Una vida presidida por la elaboración de relatos que pronto destacaron en el panorama literario canadiense. En 1961, Munro aparecía en la portada de una revista en la que se destacaba su doble faceta de ama de casa y… escritora. Estaba en el ecuador de lo que sería su primer matrimonio, en Vancouver, pronto tendría a su tercera hija, su traslado a Victoria para regentar una librería con su marido no se iba a hacer esperar. Elementos domésticos, personales, que en el caso de Munro son fundamentales para captar en su dimensión una narrativa que se ancla en las pequeñeces de la convivencia y cuyas protagonistas, sin embargo, esconden sueños de liberación, de huir de la burbuja de hembra que cuida de su camada y espera obediente al esposo a que vuelva del trabajo, incluso mediante el adulterio. «Felices sombras», se decía en un juego de contrarios en aquel su primer libro, «Escapada», se tituló el que RBA publicó en 2004, y qué decir de este otro: «Odio, amistad, noviazgo, amor, matrimonio», en 2001. Formas de relacionarse y formas de distanciarse alrededor de los sentimientos más comunes.
No en vano siempre se la ha tildado de la Chéjov canadiense por su dominio de los espacios cortos, domésticos en el exterior y anímicos en el interior. Claro está, en versión femenina, dado que es fácil relacionar esa vida gris de los inicios, en la Munro que aprovechaba las siestas de sus hijas para sentarse a escribir –muchas veces con la mente puesta en sus orígenes, en el seno de una estricta familia presbiteriana, lo cual enfatizó mucho después, en «La vista desde Castle Rock» (2006), en que hablaba de sus antepasados escoceses que emigraron al Canadá–, con la Virginia Woolf que expresó la necesidad de tener «un cuarto propio» en un tiempo en que esa pieza de la casa a utilizar como despacho estaba reservado a los hombres (ella usaría el cuarto de la plancha). Otro título sintomático de lo que sacamos a colación con este comentario feminista: la novela «Las vidas de las mujeres» (1971), pues la indagación de tal cosa es lo que más destaca en toda su trayectoria, muy significativamente más de cuarenta años después en «Mi vida querida», donde desde aquel plural llega a su singularidad una vez reconocido que el mayor tramo de la existencia ya ha pasado por delante, poco después de los cuentos que configuraron una de sus obras más celebradas, «Demasiada felicidad» (2009); un volumen que ofrecía cuentos en los que el sufrimiento de la mujer volvía a ser el epicentro: una mujer cuyo marido, en la cárcel, había matado a sus hijos; una madre que volvía a ver al hijo que creía perdido para siempre, por ejemplo.
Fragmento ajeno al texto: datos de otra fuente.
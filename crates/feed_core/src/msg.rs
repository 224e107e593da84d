use crate::{ArticleSummary, LoadError, PageRequest};

#[derive(Debug, Clone, PartialEq)]
pub enum Msg {
    /// The owning view became active; loads page 1.
    Mounted,
    /// The owning view went away. Late responses are dropped from here on.
    Unmounted,
    /// Explicit page fetch; `append` selects append vs. replace.
    FetchPage { page: u32, append: bool },
    /// Ask for the page after the current one.
    LoadMore,
    /// Replace the server-side section filter and reload from page 1.
    SectionChanged(Option<String>),
    /// Intersection ratio of the trailing sentinel, 0.0 to 1.0.
    SentinelVisibility { ratio: f32 },
    /// Engine result for a previously issued request.
    PageFetched {
        request: PageRequest,
        result: Result<Vec<ArticleSummary>, LoadError>,
    },
    /// Fallback for placeholder wiring.
    NoOp,
}
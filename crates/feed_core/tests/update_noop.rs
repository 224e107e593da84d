use feed_core::{update, FeedState, Msg};

#[test]
fn update_is_noop() {
    let state = FeedState::default();
    let (next, effects) = update(state.clone(), Msg::NoOp);

    assert_eq!(state, next);
    assert!(effects.is_empty());
}

#[test]
fn load_more_after_unmount_is_noop() {
    let (state, _) = update(FeedState::default(), Msg::Unmounted);
    let (next, effects) = update(state.clone(), Msg::LoadMore);

    assert_eq!(state, next);
    assert!(effects.is_empty());
}
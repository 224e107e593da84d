//! Feed core: pure paging state machine and view-model helpers.
mod article;
pub mod curate;
mod effect;
mod error;
mod msg;
mod state;
mod update;
mod view_model;

pub use article::{ArticleId, ArticleSummary};
pub use effect::{Effect, PageRequest};
pub use error::{LoadError, LoadErrorKind};
pub use msg::Msg;
pub use state::{FeedOptions, FeedState, FetchStatus, DEFAULT_PAGE_SIZE, SENTINEL_THRESHOLD};
pub use update::update;
pub use view_model::FeedView;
La biografía privada de las mujeres de su generación converge en la suya propia: la del ama de casa y escritora que se asomó a la escena pública hace cuatro décadas; «Una doble vida», por decirlo con el título de la biografía que de ella hiciera Catherine Sheldrick; una «Vida de madre e hijas. Creciendo con Alice Munro», por decirlo con el título del libro de su hija Sheila. En «Mi vida querida», Munro se recrea a ella misma en uno de los cuentos sin pudor: una mujer en el hogar que, oprimida por esa cotidianidad rutinaria y previsible, responde a la llamada de la creatividad literaria y, a la vez, responde al acertijo de su pasado: la granja familiar, sus padres, el colegio, la juventud. Y entonces todo lo comprende, y al cabo deja de fabular para decir, sin tapujos: «Esto no es un cuento, tan solo es vida».